» **Data for the task**:
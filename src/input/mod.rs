//! Input handling
//!
//! The window layer turns raw events into [`InputEvent`]s and queues them;
//! the render loop drains the queue once per frame through an
//! [`InputController`].

pub mod controller;
pub mod mapping;
pub mod queue;

pub use controller::{ControlRequest, InputController};
pub use mapping::{InputAction, InputMapper};
pub use queue::{InputEvent, InputQueue, KeyAction};
//! Core viewer module
//!
//! Configuration, errors, the render loop and the winit application that
//! drives it.

pub mod app;
pub mod config;
pub mod error;
pub mod program;
pub mod stage;
pub mod stats;

pub use app::run;
pub use config::RendererConfig;
pub use error::{Error, Result};
pub use program::{FrameOutcome, Program, RunState};
pub use stage::Stage;
pub use stats::FrameStats;
//! The render loop
//!
//! [`Program`] owns the backend, the two resident objects, the camera and
//! all per-frame state. It is driven one frame at a time by the window
//! layer, which keeps it independent of winit and testable headless.
//!
//! Each `Running` frame, in order:
//! 1. drain queued input through the [`InputController`]
//! 2. read the framebuffer size; skip the frame if it has no area
//! 3. apply the active-object selection
//! 4. reload the active object's shaders if their sources changed
//! 5. begin the frame (viewport, colour and depth clear)
//! 6. render the active object
//! 7. end the frame (submit and present)

use std::time::Instant;

use super::config::RendererConfig;
use super::stage::Stage;
use super::stats::FrameStats;
use crate::core::Result;
use crate::gpu::GpuBackend;
use crate::input::{ControlRequest, InputController, InputEvent, InputMapper, InputQueue};
use crate::renderer::camera::Camera;
use crate::renderer::flags::{ActiveObject, FeatureFlags};
use crate::renderer::lights::LightingEnvironment;
use crate::renderer::object::FrameContext;

/// Render loop state.
#[derive(Debug, Clone, Copy, PartialEq, Eq, Hash)]
pub enum RunState {
    Running,
    /// A close was requested; no further frames are drawn.
    Closing,
}

/// What one call to [`Program::frame`] did.
#[derive(Debug, Clone, Copy, PartialEq, Eq, Hash)]
pub enum FrameOutcome {
    Rendered,
    /// The framebuffer had no area (minimised window).
    Skipped,
    Closing,
}

/// Render loop over any [`GpuBackend`].
pub struct Program<B: GpuBackend> {
    backend: B,
    stage: Option<Stage>,
    camera: Camera,
    lighting: LightingEnvironment,
    flags: FeatureFlags,
    controller: InputController,
    queue: InputQueue,
    state: RunState,
    clear_colour: [f32; 4],
    stats: FrameStats,
}

impl<B: GpuBackend> Program<B> {
    /// Load both scene objects, build their shaders and upload their geometry.
    pub fn new(mut backend: B, config: &RendererConfig) -> Result<Self> {
        let stage = Stage::from_config(&mut backend, config)?;

        log::info!(
            "Scene ready: {} (primary), {} (secondary)",
            stage.get(ActiveObject::Primary).name(),
            stage.get(ActiveObject::Secondary).name()
        );

        Ok(Self {
            backend,
            stage: Some(stage),
            camera: Camera::from_config(&config.camera),
            lighting: config.lighting.clone(),
            flags: FeatureFlags::default(),
            controller: InputController::new(
                InputMapper::with_defaults(),
                config.camera.movement_speed,
            ),
            queue: InputQueue::new(),
            state: RunState::Running,
            clear_colour: config.clear_colour,
            stats: FrameStats::new(),
        })
    }

    /// Queue an input event for the next frame.
    pub fn push_input(&mut self, event: InputEvent) {
        if self.state == RunState::Running {
            self.queue.push(event);
        }
    }

    /// Run one iteration of the loop.
    pub fn frame(&mut self) -> FrameOutcome {
        if self.state == RunState::Closing {
            return FrameOutcome::Closing;
        }

        for event in self.queue.drain() {
            let request = self
                .controller
                .apply(event, &mut self.camera, &mut self.flags);
            if request == ControlRequest::Close {
                self.state = RunState::Closing;
                break;
            }
        }
        if self.state == RunState::Closing {
            self.shutdown();
            return FrameOutcome::Closing;
        }

        let viewport = self.backend.framebuffer_size();
        if viewport.is_empty() {
            self.stats.record(FrameOutcome::Skipped, Instant::now());
            return FrameOutcome::Skipped;
        }

        let Some(stage) = self.stage.as_mut() else {
            return FrameOutcome::Closing;
        };
        stage.select(self.flags.active);
        stage.reload_active(&mut self.backend);

        if !self.backend.begin_frame(viewport, self.clear_colour) {
            self.stats.record(FrameOutcome::Skipped, Instant::now());
            return FrameOutcome::Skipped;
        }

        let context = FrameContext {
            camera: &self.camera,
            lighting: &self.lighting,
            flags: self.flags,
            viewport,
        };
        stage.active().render(&mut self.backend, &context);
        self.backend.end_frame();

        self.stats.record(FrameOutcome::Rendered, Instant::now());
        FrameOutcome::Rendered
    }

    /// Move to `Closing` and release every GPU resource.
    pub fn request_close(&mut self) {
        self.state = RunState::Closing;
        self.shutdown();
    }

    /// Release the objects. Later calls do nothing.
    fn shutdown(&mut self) {
        if let Some(stage) = self.stage.take() {
            stage.release(&mut self.backend);
            log::info!(
                "Shut down after {} frames ({} skipped)",
                self.stats.rendered_frames(),
                self.stats.skipped_frames()
            );
        }
    }

    // ------------------------------------------------------------------------
    // Accessors
    // ------------------------------------------------------------------------

    #[must_use]
    pub fn state(&self) -> RunState {
        self.state
    }

    #[must_use]
    pub fn camera(&self) -> &Camera {
        &self.camera
    }

    #[must_use]
    pub fn flags(&self) -> FeatureFlags {
        self.flags
    }

    /// `None` once shut down.
    #[must_use]
    pub fn stage(&self) -> Option<&Stage> {
        self.stage.as_ref()
    }

    #[must_use]
    pub fn stats(&self) -> &FrameStats {
        &self.stats
    }

    #[must_use]
    pub fn backend(&self) -> &B {
        &self.backend
    }

    pub fn backend_mut(&mut self) -> &mut B {
        &mut self.backend
    }
}

impl<B: GpuBackend> Drop for Program<B> {
    fn drop(&mut self) {
        self.shutdown();
    }
}

#[cfg(test)]
mod tests {
    use glam::Vec3;
    use winit::keyboard::KeyCode;

    use super::*;
    use crate::core::config::ObjectSpec;
    use crate::gpu::recording::RecordingBackend;
    use crate::gpu::{DrawCall, UniformValue};

    fn config() -> RendererConfig {
        RendererConfig::default()
            .with_base_directory(env!("CARGO_MANIFEST_DIR"))
            .with_scene(
                ObjectSpec::Cube {
                    half_extent: 1.0,
                    colour: Vec3::new(1.0, 0.647, 0.0),
                },
                ObjectSpec::Triangle {
                    colour: Vec3::new(0.2, 0.8, 0.0),
                },
            )
    }

    fn program() -> Program<RecordingBackend> {
        Program::new(RecordingBackend::new(), &config()).unwrap()
    }

    #[test]
    fn test_one_draw_per_frame() {
        let mut program = program();

        for _ in 0..3 {
            assert_eq!(program.frame(), FrameOutcome::Rendered);
        }

        let frames = program.backend().frames();
        assert_eq!(frames.len(), 3);
        assert!(frames.iter().all(|f| f.draws.len() == 1));
        assert_eq!(frames[0].clear_colour, [0.0, 0.0, 0.0, 1.0]);
        assert_eq!(program.stats().rendered_frames(), 3);
    }

    #[test]
    fn test_toggle_switches_object_next_frame() {
        let mut program = program();
        program.frame();

        program.push_input(InputEvent::press(KeyCode::KeyM));
        program.push_input(InputEvent::release(KeyCode::KeyM));
        program.frame();

        let frames = program.backend().frames();
        assert_eq!(frames[0].draws[0].call, DrawCall::Arrays { vertex_count: 36 });
        assert_eq!(frames[1].draws[0].call, DrawCall::Arrays { vertex_count: 3 });
        assert_ne!(frames[0].draws[0].program, frames[1].draws[0].program);
        assert_eq!(program.flags().active, ActiveObject::Secondary);

        // The cube stays resident while the triangle is drawn
        let stage = program.stage().unwrap();
        assert_eq!(stage.selection(), ActiveObject::Secondary);
        let cube = stage.get(ActiveObject::Primary);
        assert!(cube.resources().iter().all(|id| program.backend().is_live(*id)));
    }

    #[test]
    fn test_flags_reach_uniforms() {
        let mut program = program();
        program.push_input(InputEvent::release(KeyCode::Space));
        program.push_input(InputEvent::release(KeyCode::KeyL));
        program.frame();

        let draw = &program.backend().last_frame().unwrap().draws[0];
        assert_eq!(draw.read("specular_flag"), Some(UniformValue::U32(1)));
        assert_eq!(draw.read("directional_flag"), Some(UniformValue::U32(1)));
    }

    #[test]
    fn test_camera_moves_before_render() {
        let mut program = program();
        program.push_input(InputEvent::press(KeyCode::KeyW));
        program.frame();

        let eye = program.camera().eye;
        let draw = &program.backend().last_frame().unwrap().draws[0];
        assert_eq!(draw.read("camera_pos"), Some(UniformValue::Vec3(eye)));
        assert!(eye.z < 3.0);
    }

    #[test]
    fn test_zero_size_framebuffer_skips_frame() {
        let mut program = program();
        program.backend_mut().set_framebuffer_size(0, 600);

        assert_eq!(program.frame(), FrameOutcome::Skipped);
        assert!(program.backend().frames().is_empty());
        assert_eq!(program.stats().skipped_frames(), 1);

        program.backend_mut().set_framebuffer_size(640, 480);
        assert_eq!(program.frame(), FrameOutcome::Rendered);
        assert_eq!(program.backend().last_frame().unwrap().viewport.width, 640);
    }

    #[test]
    fn test_escape_closes_and_releases_everything() {
        let mut program = program();
        program.frame();

        program.push_input(InputEvent::press(KeyCode::Escape));
        program.push_input(InputEvent::press(KeyCode::KeyW));

        assert_eq!(program.frame(), FrameOutcome::Closing);
        assert_eq!(program.state(), RunState::Closing);
        assert!(program.stage().is_none());
        assert_eq!(program.backend().live_count(), 0);

        // Further frames draw nothing
        assert_eq!(program.frame(), FrameOutcome::Closing);
        assert_eq!(program.backend().frames().len(), 1);
    }

    #[test]
    fn test_request_close_is_idempotent() {
        let mut program = program();
        program.request_close();
        program.request_close();

        assert_eq!(program.backend().live_count(), 0);
        assert_eq!(program.frame(), FrameOutcome::Closing);
    }

    #[test]
    fn test_bad_shader_directory_is_compile_error() {
        let config = config().with_shader_directory("/no/such/shaders");
        assert!(matches!(
            Program::new(RecordingBackend::new(), &config),
            Err(crate::core::Error::ShaderCompile { .. })
        ));
    }

    #[test]
    fn test_failed_start_releases_partial_resources() {
        // The primary object links and uploads, the secondary fails to link
        let mut gpu = RecordingBackend::new();
        gpu.fail_links_after(1);

        let err = Stage::from_config(&mut gpu, &config()).unwrap_err();
        assert!(matches!(err, crate::core::Error::ShaderLink { .. }));
        assert_eq!(gpu.compile_calls(), 4);
        assert_eq!(gpu.live_count(), 0);
    }
}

» **Exercise brief**:
Above are the records; print exactly the lines from the line with "frames are drawn." to the line with "pub fn new(mut", including both, and nothing else.

» **Task result**:
    /// A close was requested; no further frames are drawn.
    Closing,
}

/// What one call to [`Program::frame`] did.
#[derive(Debug, Clone, Copy, PartialEq, Eq, Hash)]
pub enum FrameOutcome {
    Rendered,
    /// The framebuffer had no area (minimised window).
    Skipped,
    Closing,
}

/// Render loop over any [`GpuBackend`].
pub struct Program<B: GpuBackend> {
    backend: B,
    stage: Option<Stage>,
    camera: Camera,
    lighting: LightingEnvironment,
    flags: FeatureFlags,
    controller: InputController,
    queue: InputQueue,
    state: RunState,
    clear_colour: [f32; 4],
    stats: FrameStats,
}

impl<B: GpuBackend> Program<B> {
    /// Load both scene objects, build their shaders and upload their geometry.
    pub fn new(mut backend: B, config: &RendererConfig) -> Result<Self> {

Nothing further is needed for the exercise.